Sjarel, ge moet niet denken dat ik een pessimist ben, maar ik moet zien wat er te zien is... Daar zal voor mij en de andere jonge mensen en onze kinderen geen andere keuze overblijven dan ons tegen deze vernietiging te verzetten... Ik ben mij van veel dingen bewust, mijn vader geloofde in een partij, het is spijtig dat er geen partij meer is waar ik in kan geloven, waar ik mijn vertrouwen in kan stellen. Er zijn wel bewegingen die deze huidige huiverige toestand niet pikken en langs die weg wil ik wel de droom van mijn vader helpen verwezenlijken...’
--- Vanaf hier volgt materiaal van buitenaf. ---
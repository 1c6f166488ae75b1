// 🚨 Error taxonomy for the FBA/FBS pipeline
// Fatal errors always name the dataset, the year and how many rows were involved.

use crate::validation::ValidationReport;
use thiserror::Error;

#[derive(Error, Debug)]
pub enum FlowsaError {
    /// Adapter produced nothing, or the store has no table for the key
    #[error("source {dataset} unavailable for {year}: {reason}")]
    SourceUnavailable {
        dataset: String,
        year: i32,
        reason: String,
    },

    /// A required canonical field could not be populated
    #[error("schema mapping failed for {dataset} {year} ({rows} rows): {reason}")]
    SchemaMapping {
        dataset: String,
        year: i32,
        rows: usize,
        reason: String,
    },

    #[error(
        "validation failed for {dataset} {year}: {} of {} rows violate invariants",
        .report.offending_rows().len(),
        .report.total_rows
    )]
    Validation {
        dataset: String,
        year: i32,
        report: Box<ValidationReport>,
    },

    /// Bad apportionment weights or roll-up across mismatched units/systems
    #[error("crosswalk configuration error for {dataset} {year} ({rows} rows): {reason}")]
    CrosswalkConfiguration {
        dataset: String,
        year: i32,
        rows: usize,
        reason: String,
    },

    #[error("Configuration error: {0}")]
    Config(String),

    /// Stored table unreadable or store lock poisoned
    #[error("Store error: {0}")]
    Store(String),

    #[error("I/O error: {0}")]
    Io(#[from] std::io::Error),

    #[error("CSV error: {0}")]
    Csv(#[from] csv::Error),

    #[error("JSON error: {0}")]
    Json(#[from] serde_json::Error),

    #[error("TOML error: {0}")]
    Toml(#[from] toml::de::Error),

    #[error("SQLite error: {0}")]
    Sqlite(#[from] rusqlite::Error),
}

impl FlowsaError {
    /// Fatal errors abort the current (dataset, year) unit; everything else is plumbing
    pub fn is_data_error(&self) -> bool {
        matches!(
            self,
            FlowsaError::SourceUnavailable { .. }
                | FlowsaError::SchemaMapping { .. }
                | FlowsaError::Validation { .. }
                | FlowsaError::CrosswalkConfiguration { .. }
        )
    }

    pub(crate) fn crosswalk(
        dataset: &str,
        year: i32,
        rows: usize,
        reason: impl Into<String>,
    ) -> Self {
        FlowsaError::CrosswalkConfiguration {
            dataset: dataset.to_string(),
            year,
            rows,
            reason: reason.into(),
        }
    }

    pub(crate) fn schema(dataset: &str, year: i32, rows: usize, reason: impl Into<String>) -> Self {
        FlowsaError::SchemaMapping {
            dataset: dataset.to_string(),
            year,
            rows,
            reason: reason.into(),
        }
    }

    pub(crate) fn unavailable(dataset: &str, year: i32, reason: impl Into<String>) -> Self {
        FlowsaError::SourceUnavailable {
            dataset: dataset.to_string(),
            year,
            reason: reason.into(),
        }
    }
}

pub type Result<T> = std::result::Result<T, FlowsaError>;

#[cfg(test)]
mod tests {
    use super::*;

    #[test]
    fn test_messages_name_dataset_year_and_rows() {
        let err = FlowsaError::schema("USGS_MYB_Zinc", 2016, 12, "no Location column");
        let msg = err.to_string();

        assert!(msg.contains("USGS_MYB_Zinc"));
        assert!(msg.contains("2016"));
        assert!(msg.contains("12 rows"));
        assert!(err.is_data_error());
    }

    #[test]
    fn test_plumbing_errors_are_not_data_errors() {
        let err = FlowsaError::Config("missing method dir".to_string());
        assert!(!err.is_data_error());
    }
}
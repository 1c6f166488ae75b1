// 🏗️ Source Adapters - one plugin per government dataset
//
// An adapter turns a (dataset, year) pair into a raw table of string cells
// in whatever layout the source uses. Everything source-specific (URLs,
// spreadsheet offsets, zip handling) lives behind this trait; the core only
// sees RawTable.

use crate::error::{FlowsaError, Result};
use anyhow::Context as AnyhowContext;
use std::collections::{BTreeMap, HashMap};
use std::fs::File;
use std::path::PathBuf;
use tracing::{debug, info};

// ============================================================================
// CORE TYPES
// ============================================================================

/// Which dataset and vintage a table belongs to
#[derive(Debug, Clone, PartialEq, Eq, Hash)]
pub struct SourceContext {
    pub dataset_id: String,
    pub year: i32,
}

impl SourceContext {
    pub fn new(dataset_id: &str, year: i32) -> Self {
        SourceContext {
            dataset_id: dataset_id.to_string(),
            year,
        }
    }
}

/// One row of source data. Missing cells are simply absent.
#[derive(Debug, Clone, PartialEq, Default)]
pub struct RawRow {
    pub cells: BTreeMap<String, String>,

    /// Position in the original file (1-indexed, header excluded), for reports
    pub line_number: usize,
}

impl RawRow {
    pub fn get(&self, column: &str) -> Option<&str> {
        self.cells.get(column).map(String::as_str)
    }
}

/// A source table: ordered column names plus rows
#[derive(Debug, Clone, PartialEq)]
pub struct RawTable {
    pub context: SourceContext,
    pub columns: Vec<String>,
    pub rows: Vec<RawRow>,
}

impl RawTable {
    pub fn len(&self) -> usize {
        self.rows.len()
    }

    pub fn is_empty(&self) -> bool {
        self.rows.is_empty()
    }

    pub fn has_column(&self, column: &str) -> bool {
        self.columns.iter().any(|c| c == column)
    }

    /// Reshape wide to long.
    ///
    /// Every row produces one output row per `value_vars` column, carrying the
    /// `id_vars` cells, the value column name under `var_name` and its cell
    /// under `value_name`. Typical use: year columns "Y2016", "Y2017", ...
    pub fn melt(
        &self,
        id_vars: &[&str],
        value_vars: &[&str],
        var_name: &str,
        value_name: &str,
    ) -> RawTable {
        let mut columns: Vec<&str> = id_vars.to_vec();
        columns.push(var_name);
        columns.push(value_name);

        let mut builder = RawTableBuilder::new(self.context.clone(), &columns);
        for row in &self.rows {
            for value_var in value_vars {
                let mut cells: Vec<(String, String)> = id_vars
                    .iter()
                    .filter_map(|id| row.get(id).map(|v| (id.to_string(), v.to_string())))
                    .collect();
                cells.push((var_name.to_string(), value_var.to_string()));
                if let Some(v) = row.get(value_var) {
                    cells.push((value_name.to_string(), v.to_string()));
                }
                builder.push_row_at(row.line_number, cells);
            }
        }
        builder.build()
    }

    /// Join several columns into one, skipping blanks and repeated values.
    ///
    /// E.g. sector / subsector / category columns → "Energy - Transportation - Fuel".
    pub fn concat_columns(&self, sources: &[&str], separator: &str, target: &str) -> RawTable {
        let mut table = self.clone();
        if !table.has_column(target) {
            table.columns.push(target.to_string());
        }

        for row in &mut table.rows {
            let mut parts: Vec<&str> = Vec::new();
            for column in sources {
                if let Some(v) = row.cells.get(*column).map(|s| s.trim()) {
                    if !v.is_empty() && !parts.contains(&v) {
                        parts.push(v);
                    }
                }
            }
            let joined = parts.join(separator);
            row.cells.insert(target.to_string(), joined);
        }
        table
    }
}

// ============================================================================
// TABLE BUILDER
// ============================================================================

/// Collect rows first, build the table once
pub struct RawTableBuilder {
    context: SourceContext,
    columns: Vec<String>,
    rows: Vec<RawRow>,
}

impl RawTableBuilder {
    pub fn new(context: SourceContext, columns: &[&str]) -> Self {
        RawTableBuilder {
            context,
            columns: columns.iter().map(|c| c.to_string()).collect(),
            rows: Vec::new(),
        }
    }

    /// Add a row; line numbers follow insertion order
    pub fn push_row<I, K, V>(&mut self, cells: I) -> &mut Self
    where
        I: IntoIterator<Item = (K, V)>,
        K: Into<String>,
        V: Into<String>,
    {
        let line = self.rows.len() + 1;
        self.push_row_at(line, cells)
    }

    pub fn push_row_at<I, K, V>(&mut self, line_number: usize, cells: I) -> &mut Self
    where
        I: IntoIterator<Item = (K, V)>,
        K: Into<String>,
        V: Into<String>,
    {
        let mut row = RawRow {
            cells: BTreeMap::new(),
            line_number,
        };
        for (k, v) in cells {
            let k = k.into();
            if !self.columns.contains(&k) {
                self.columns.push(k.clone());
            }
            row.cells.insert(k, v.into());
        }
        self.rows.push(row);
        self
    }

    pub fn build(self) -> RawTable {
        RawTable {
            context: self.context,
            columns: self.columns,
            rows: self.rows,
        }
    }
}

// ============================================================================
// ADAPTER TRAIT
// ============================================================================

/// SourceAdapter - the only capability a dataset plugin must provide
///
/// Adapters are black boxes: they report failures with `anyhow` and the core
/// turns those into `SourceUnavailable`. Retries and timeouts are the
/// adapter's own business.
pub trait SourceAdapter: Send + Sync {
    /// Dataset identifier this adapter is registered under
    fn dataset_id(&self) -> &str;

    /// Produce the raw table for one year
    fn fetch(&self, context: &SourceContext) -> anyhow::Result<RawTable>;

    /// Adapter version (provenance)
    fn version(&self) -> &str {
        "1.0.0"
    }
}

// ============================================================================
// REGISTRY
// ============================================================================

/// Adapters keyed by dataset identifier
pub struct AdapterRegistry {
    adapters: HashMap<String, Box<dyn SourceAdapter>>,
}

impl AdapterRegistry {
    pub fn new() -> Self {
        AdapterRegistry {
            adapters: HashMap::new(),
        }
    }

    /// Register an adapter under its own dataset id (replaces any previous one)
    pub fn register(&mut self, adapter: Box<dyn SourceAdapter>) {
        let id = adapter.dataset_id().to_string();
        debug!(dataset = %id, version = adapter.version(), "registered source adapter");
        self.adapters.insert(id, adapter);
    }

    pub fn get(&self, dataset_id: &str) -> Option<&dyn SourceAdapter> {
        self.adapters.get(dataset_id).map(|a| a.as_ref())
    }

    /// Sorted list of registered dataset ids
    pub fn list_sources(&self) -> Vec<&str> {
        let mut ids: Vec<&str> = self.adapters.keys().map(String::as_str).collect();
        ids.sort_unstable();
        ids
    }

    /// Run the adapter registered as `adapter_id` for a context.
    ///
    /// Unknown adapters, adapter failures and empty tables all surface as
    /// `SourceUnavailable`.
    pub fn fetch(&self, adapter_id: &str, context: &SourceContext) -> Result<RawTable> {
        let adapter = self.get(adapter_id).ok_or_else(|| {
            FlowsaError::unavailable(
                &context.dataset_id,
                context.year,
                format!("no adapter registered as {}", adapter_id),
            )
        })?;

        let table = adapter.fetch(context).map_err(|e| {
            FlowsaError::unavailable(&context.dataset_id, context.year, format!("{:#}", e))
        })?;

        if table.is_empty() {
            return Err(FlowsaError::unavailable(
                &context.dataset_id,
                context.year,
                "adapter produced zero rows",
            ));
        }

        info!(
            dataset = %context.dataset_id,
            year = context.year,
            rows = table.len(),
            "fetched source table"
        );
        Ok(table)
    }
}

impl Default for AdapterRegistry {
    fn default() -> Self {
        Self::new()
    }
}

// ============================================================================
// BUILT-IN ADAPTERS
// ============================================================================

/// Reads a local CSV file; `{year}` in the path is replaced by the data year
pub struct CsvFileAdapter {
    dataset_id: String,
    path_template: String,
}

impl CsvFileAdapter {
    pub fn new(dataset_id: &str, path_template: impl Into<String>) -> Self {
        CsvFileAdapter {
            dataset_id: dataset_id.to_string(),
            path_template: path_template.into(),
        }
    }

    pub fn path_for(&self, year: i32) -> PathBuf {
        PathBuf::from(self.path_template.replace("{year}", &year.to_string()))
    }
}

impl SourceAdapter for CsvFileAdapter {
    fn dataset_id(&self) -> &str {
        &self.dataset_id
    }

    fn fetch(&self, context: &SourceContext) -> anyhow::Result<RawTable> {
        let path = self.path_for(context.year);
        let file = File::open(&path)
            .with_context(|| format!("Failed to open file: {}", path.display()))?;

        let mut reader = csv::ReaderBuilder::new()
            .has_headers(true)
            .flexible(true)
            .from_reader(file);

        let headers: Vec<String> = reader
            .headers()
            .with_context(|| format!("Failed to read CSV header in {}", path.display()))?
            .iter()
            .map(|h| h.trim().to_string())
            .collect();
        let header_refs: Vec<&str> = headers.iter().map(String::as_str).collect();

        let mut builder = RawTableBuilder::new(context.clone(), &header_refs);
        for (line_num, result) in reader.records().enumerate() {
            let record = result.with_context(|| {
                format!("Failed to parse CSV line {} in {}", line_num + 2, path.display())
            })?;

            let cells = headers
                .iter()
                .zip(record.iter())
                .map(|(h, v)| (h.clone(), v.to_string()));
            builder.push_row_at(line_num + 1, cells);
        }

        Ok(builder.build())
    }
}

/// Serves tables held in memory, one per year
pub struct StaticTableAdapter {
    dataset_id: String,
    tables: HashMap<i32, RawTable>,
}

impl StaticTableAdapter {
    pub fn new(dataset_id: &str) -> Self {
        StaticTableAdapter {
            dataset_id: dataset_id.to_string(),
            tables: HashMap::new(),
        }
    }

    /// Builder: serve `table` for its context year
    pub fn with_table(mut self, table: RawTable) -> Self {
        self.tables.insert(table.context.year, table);
        self
    }
}

impl SourceAdapter for StaticTableAdapter {
    fn dataset_id(&self) -> &str {
        &self.dataset_id
    }

    fn fetch(&self, context: &SourceContext) -> anyhow::Result<RawTable> {
        match self.tables.get(&context.year) {
            Some(table) => Ok(RawTable {
                context: context.clone(),
                ..table.clone()
            }),
            None => Ok(RawTableBuilder::new(context.clone(), &[]).build()),
        }
    }
}

#[cfg(test)]
mod tests {
    use super::*;
    use std::io::Write;

    fn ghg_table() -> RawTable {
        let mut builder = RawTableBuilder::new(
            SourceContext::new("EPA_StateGHGI", 2017),
            &["STATE", "ECON_SECTOR", "SUBSECTOR", "GHG", "Y2016", "Y2017"],
        );
        builder
            .push_row(vec![
                ("STATE", "ME"),
                ("ECON_SECTOR", "Transportation"),
                ("SUBSECTOR", "Transportation"),
                ("GHG", "CO2"),
                ("Y2016", "1.5"),
                ("Y2017", "1.7"),
            ])
            .push_row(vec![
                ("STATE", "VT"),
                ("ECON_SECTOR", "Agriculture"),
                ("SUBSECTOR", "Enteric"),
                ("GHG", "CH4"),
                ("Y2016", "0.4"),
                ("Y2017", "0.5"),
            ]);
        builder.build()
    }

    #[test]
    fn test_builder_tracks_columns_and_lines() {
        let table = ghg_table();
        assert_eq!(table.len(), 2);
        assert_eq!(table.rows[1].line_number, 2);
        assert_eq!(table.rows[0].get("GHG"), Some("CO2"));
        assert!(table.has_column("Y2017"));
    }

    #[test]
    fn test_melt_year_columns() {
        let long = ghg_table().melt(&["STATE", "GHG"], &["Y2017"], "Year", "FlowAmount");

        assert_eq!(long.len(), 2);
        assert_eq!(long.columns, vec!["STATE", "GHG", "Year", "FlowAmount"]);
        assert_eq!(long.rows[0].get("Year"), Some("Y2017"));
        assert_eq!(long.rows[0].get("FlowAmount"), Some("1.7"));
        assert_eq!(long.rows[1].get("STATE"), Some("VT"));
    }

    #[test]
    fn test_concat_columns_skips_repeats() {
        let table = ghg_table().concat_columns(&["ECON_SECTOR", "SUBSECTOR"], " - ", "Activity");

        assert_eq!(table.rows[0].get("Activity"), Some("Transportation"));
        assert_eq!(table.rows[1].get("Activity"), Some("Agriculture - Enteric"));
    }

    #[test]
    fn test_registry_reports_missing_adapter() {
        let registry = AdapterRegistry::new();
        let err = registry
            .fetch("nope", &SourceContext::new("nope", 2015))
            .unwrap_err();
        assert!(matches!(err, FlowsaError::SourceUnavailable { .. }));
    }

    #[test]
    fn test_registry_rejects_empty_table() {
        let mut registry = AdapterRegistry::new();
        registry.register(Box::new(StaticTableAdapter::new("BEA_Make")));

        let err = registry
            .fetch("BEA_Make", &SourceContext::new("BEA_Make", 2002))
            .unwrap_err();
        assert!(err.to_string().contains("zero rows"));
    }

    #[test]
    fn test_static_adapter_serves_year() {
        let mut registry = AdapterRegistry::new();
        registry.register(Box::new(StaticTableAdapter::new("EPA_StateGHGI").with_table(ghg_table())));

        let table = registry
            .fetch("EPA_StateGHGI", &SourceContext::new("EPA_StateGHGI", 2017))
            .unwrap();
        assert_eq!(table.len(), 2);
        assert_eq!(registry.list_sources(), vec!["EPA_StateGHGI"]);
    }

    #[test]
    fn test_csv_file_adapter_reads_year_file() {
        let dir = tempfile::tempdir().unwrap();
        let path = dir.path().join("BEA_Make_2002.csv");
        let mut file = File::create(&path).unwrap();
        writeln!(file, "Industry,IndustryDescription,ProVal").unwrap();
        writeln!(file, "1111A0,Oilseed farming,12.5").unwrap();
        writeln!(file, "1111B0,Grain farming,40").unwrap();

        let template = dir.path().join("BEA_Make_{year}.csv");
        let adapter = CsvFileAdapter::new("BEA_Make", template.to_string_lossy().to_string());

        let table = adapter.fetch(&SourceContext::new("BEA_Make", 2002)).unwrap();
        assert_eq!(table.len(), 2);
        assert_eq!(table.rows[1].get("ProVal"), Some("40"));
        assert_eq!(table.rows[0].line_number, 1);

        let missing = adapter.fetch(&SourceContext::new("BEA_Make", 2003));
        assert!(missing.is_err());
    }
}
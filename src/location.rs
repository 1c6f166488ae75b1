// 🗺️ Geography - FIPS codes, code-system vintages and geographic scales
//
// Codes are 5 digits: national = 00000, state = SS000, county = SSCCC.
// The code system changes between vintages, so every record carries a
// location-system tag next to its code.

use crate::flow::FlowRecord;
use serde::{Deserialize, Serialize};
use std::fmt;
use tracing::warn;

/// FIPS code of the United States as a whole
pub const US_FIPS: &str = "00000";

// ============================================================================
// LOCATION SYSTEM
// ============================================================================

#[derive(Debug, Clone, Copy, PartialEq, Eq, Hash, PartialOrd, Ord, Serialize, Deserialize)]
pub enum LocationSystem {
    #[serde(rename = "FIPS_2010")]
    Fips2010,
    #[serde(rename = "FIPS_2013")]
    Fips2013,
    #[serde(rename = "FIPS_2015")]
    Fips2015,
}

impl LocationSystem {
    /// Vintage of the FIPS code system that applies to data of a given year
    pub fn for_year(year: i32) -> Self {
        if year >= 2015 {
            LocationSystem::Fips2015
        } else if year >= 2013 {
            LocationSystem::Fips2013
        } else {
            if year < 2010 {
                warn!(year, "no FIPS vintage before 2010, assigning FIPS_2010");
            }
            LocationSystem::Fips2010
        }
    }

    pub fn as_str(&self) -> &'static str {
        match self {
            LocationSystem::Fips2010 => "FIPS_2010",
            LocationSystem::Fips2013 => "FIPS_2013",
            LocationSystem::Fips2015 => "FIPS_2015",
        }
    }

    pub fn parse(tag: &str) -> Option<Self> {
        match tag.trim() {
            "FIPS_2010" => Some(LocationSystem::Fips2010),
            "FIPS_2013" => Some(LocationSystem::Fips2013),
            "FIPS_2015" => Some(LocationSystem::Fips2015),
            _ => None,
        }
    }

    /// All FIPS vintages share the same zero-padded 5 digit layout
    pub fn is_valid_code(&self, code: &str) -> bool {
        code.len() == 5 && code.bytes().all(|b| b.is_ascii_digit())
    }
}

impl fmt::Display for LocationSystem {
    fn fmt(&self, f: &mut fmt::Formatter<'_>) -> fmt::Result {
        f.write_str(self.as_str())
    }
}

// ============================================================================
// GEOGRAPHIC SCALE
// ============================================================================

/// Ordered from coarsest to finest
#[derive(Debug, Clone, Copy, PartialEq, Eq, Hash, PartialOrd, Ord, Serialize, Deserialize)]
#[serde(rename_all = "lowercase")]
pub enum GeoScale {
    National,
    State,
    County,
}

impl GeoScale {
    /// Scale of a well-formed 5 digit FIPS code
    pub fn of(code: &str) -> Option<GeoScale> {
        if code.len() != 5 || !code.bytes().all(|b| b.is_ascii_digit()) {
            return None;
        }

        if code == US_FIPS {
            Some(GeoScale::National)
        } else if code.ends_with("000") {
            Some(GeoScale::State)
        } else {
            Some(GeoScale::County)
        }
    }

    pub fn as_str(&self) -> &'static str {
        match self {
            GeoScale::National => "national",
            GeoScale::State => "state",
            GeoScale::County => "county",
        }
    }

    pub fn parse(name: &str) -> Option<GeoScale> {
        match name.trim().to_lowercase().as_str() {
            "national" => Some(GeoScale::National),
            "state" => Some(GeoScale::State),
            "county" => Some(GeoScale::County),
            _ => None,
        }
    }
}

impl fmt::Display for GeoScale {
    fn fmt(&self, f: &mut fmt::Formatter<'_>) -> fmt::Result {
        f.write_str(self.as_str())
    }
}

// ============================================================================
// CODE HELPERS
// ============================================================================

/// Zero-pad a FIPS code as it comes out of a spreadsheet.
///
/// - "6" / "06" → "06000" (state)
/// - "6037" / "6037.0" → "06037" (county)
/// - anything else is returned trimmed and left for the validator to reject
pub fn pad_fips(raw: &str) -> String {
    let trimmed = raw.trim();
    let code = trimmed.strip_suffix(".0").unwrap_or(trimmed);

    if code.is_empty() || !code.bytes().all(|b| b.is_ascii_digit()) {
        return code.to_string();
    }

    match code.len() {
        1 | 2 => format!("{:0>2}000", code),
        3 | 4 => format!("{:0>5}", code),
        _ => code.to_string(),
    }
}

/// Code of the enclosing area at `target` scale.
///
/// Codes already at or above the target scale are returned unchanged.
/// Returns None for malformed codes.
pub fn rollup_code(code: &str, target: GeoScale) -> Option<String> {
    let scale = GeoScale::of(code)?;
    if scale <= target {
        return Some(code.to_string());
    }

    match target {
        GeoScale::National => Some(US_FIPS.to_string()),
        GeoScale::State => Some(format!("{}000", &code[..2])),
        GeoScale::County => Some(code.to_string()),
    }
}

/// Keep only records reported at exactly the requested scale
pub fn filter_by_geoscale(records: Vec<FlowRecord>, scale: GeoScale) -> Vec<FlowRecord> {
    records
        .into_iter()
        .filter(|r| GeoScale::of(&r.location) == Some(scale))
        .collect()
}
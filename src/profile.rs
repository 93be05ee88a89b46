//! Detection of the kind of console the process writes to.

use once_cell::sync::OnceCell;

/// Determines how log lines are decorated before they are handed to the sink.
#[derive(Debug, Clone, Copy, PartialEq, Eq, Hash)]
pub enum RuntimeProfile {
    /// A regular process writing to a terminal or a plain text stream. Lines are decorated with an
    /// icon and ANSI colors.
    Terminal,
    /// A browser devtools-like console that understands `%c` style directives and `%O` object
    /// inspection.
    BrowserConsole,
}

/// A function that classifies the current process. Only ever called once.
pub type Detector = fn() -> RuntimeProfile;

/// The profile resolved for this process.
static PROFILE: OnceCell<RuntimeProfile> = OnceCell::new();

impl RuntimeProfile {
    /// The built-in detector. Anything compiled for the web (WebAssembly without WASI) has no
    /// process around it and is treated as a browser console.
    pub fn detect() -> Self {
        if cfg!(all(target_arch = "wasm32", not(target_os = "wasi"))) {
            RuntimeProfile::BrowserConsole
        } else {
            RuntimeProfile::Terminal
        }
    }

    /// The profile for this process. Resolved using [`detect()`][Self::detect()] on first use and
    /// fixed from then on.
    pub fn current() -> Self {
        *PROFILE.get_or_init(Self::detect)
    }

    /// Resolve the process-wide profile using a custom detector. If the profile was already
    /// resolved the detector is not called, and the existing profile is returned.
    pub fn resolve_with(detector: Detector) -> Self {
        *PROFILE.get_or_init(detector)
    }
}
Ik heb graag naar Ingrid geluisterd, haar stem was helder en ook haar gedachten.
Twee dagen later op 10 november 1986, zag ik Karel Maes en zijn dochter Ingrid bezig in hun woonwijk, ze belden aan elke deur voor de 11.11.11 actie om de honger te lenigen in de wereld en tegen de uitbuiting van vele mensen door industriële monsters. Ze waren niet alleen, ook Jeanke, Cyriel Vergauwen en Mon de Rop uit de Tabakstraat liepen mee. Ze kwamen mij voor als het symbool van al die miljoenen mensen die hunkeren naar gerechtigheid en vrede, opdat elk vogeltje zijn nestje kan maken, opdat door de grijze donkere wolken zonnestralen zouden doorbreken, om alle levende wezens te verwarmen, opdat na de lente de regenboog het natte vruchtbare veld zou kleuren in al zijn pracht. En de veldwerker zal vele akkers betreden om te ploegen, te zaaien en te oogsten. — Veldwerkers gevraagd, om de voortdurende braakliggende grond te bewerken!